Power, Technology and War in Outer Space
An eye-opening account of how spacepower and the prospects of space warfare are shaping international relations on Earth.
Space technology’s ‘original sin’ is its militaristic heritage: Earth’s orbit was first exploited to enhance the killing power of the state. In Bleddyn E. Bowen’s vivid retelling, the Moon landings and the launch of the Space Shuttle were mere sideshows, drawing public attention away from the real objectives of this technology: gaining military and economic power for terrestrial purposes.
Today, there are thousands of active satellites in space, working silently in the background to provide essential military, intelligence and economic capabilities. No major power can do without them. Beyond Washington, Moscow and Beijing, Bowen’s story of ‘space-power’ charts the evolution of truly global technologies–from the ground floor of the nuclear missile revolution, to today’s orbital battlefield shaping the wars to come, as world powers including India, Japan and Europe fully realise the strategic benefits of commanding Earth’s ‘cosmic coastline’.

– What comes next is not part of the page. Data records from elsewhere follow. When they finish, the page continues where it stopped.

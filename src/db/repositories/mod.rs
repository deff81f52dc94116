pub mod memory;
pub mod redis;

pub use memory::MemorySpaceRepo;
pub use self::redis::RedisSpaceRepo;

use async_trait::async_trait;
use thiserror::Error;

use crate::db::models::space::{Item, Space, SpaceDraft};

#[derive(Error, Debug)]
pub enum StoreError {
    #[error("Redis error: {0}")]
    Redis(#[from] ::redis::RedisError),

    #[error("Serialization error: {0}")]
    Serialization(#[from] serde_json::Error),

    #[error("Store unavailable: {0}")]
    Unavailable(String),
}

pub type StoreResult<T> = Result<T, StoreError>;

/// Key-value backing store for Space items, keyed by `id`.
///
/// The store enforces no schema of its own; every rule about what a Space
/// looks like is checked before a write reaches it. Implementations are
/// shared across requests and must not hold per-request state.
#[async_trait]
pub trait SpaceStore: Send + Sync {
    /// Looks up a single item by key.
    async fn get(&self, id: &str) -> StoreResult<Option<Item>>;

    /// Unfiltered listing of every item.
    async fn scan(&self) -> StoreResult<Vec<Item>>;

    /// Writes a full item, replacing any item stored under the same key.
    async fn put(&self, space: &Space) -> StoreResult<()>;

    /// Sets only the attributes present in `changes` and returns the item as
    /// it reads after the update. An unknown key is created.
    async fn update(&self, id: &str, changes: &SpaceDraft) -> StoreResult<Item>;

    /// Removes the item if present. Deleting a missing key is not an error.
    async fn delete(&self, id: &str) -> StoreResult<()>;
}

Yet, as new entrants gradually but methodically spend more on outer space, as a stage for war, development or prestige, there is scope for cautious optimism about the future of the Space Age–if we can recognise, rather than hide, its original sin.
Bleddyn E. Bowen is Associate Professor of International Relations at the University of Leicester, specialising in space policy and military uses of outer space. The internationally recognised author of War in Space, he consults on space policy for institutions including the UK Parliament, the European Space Agency, and the Pentagon.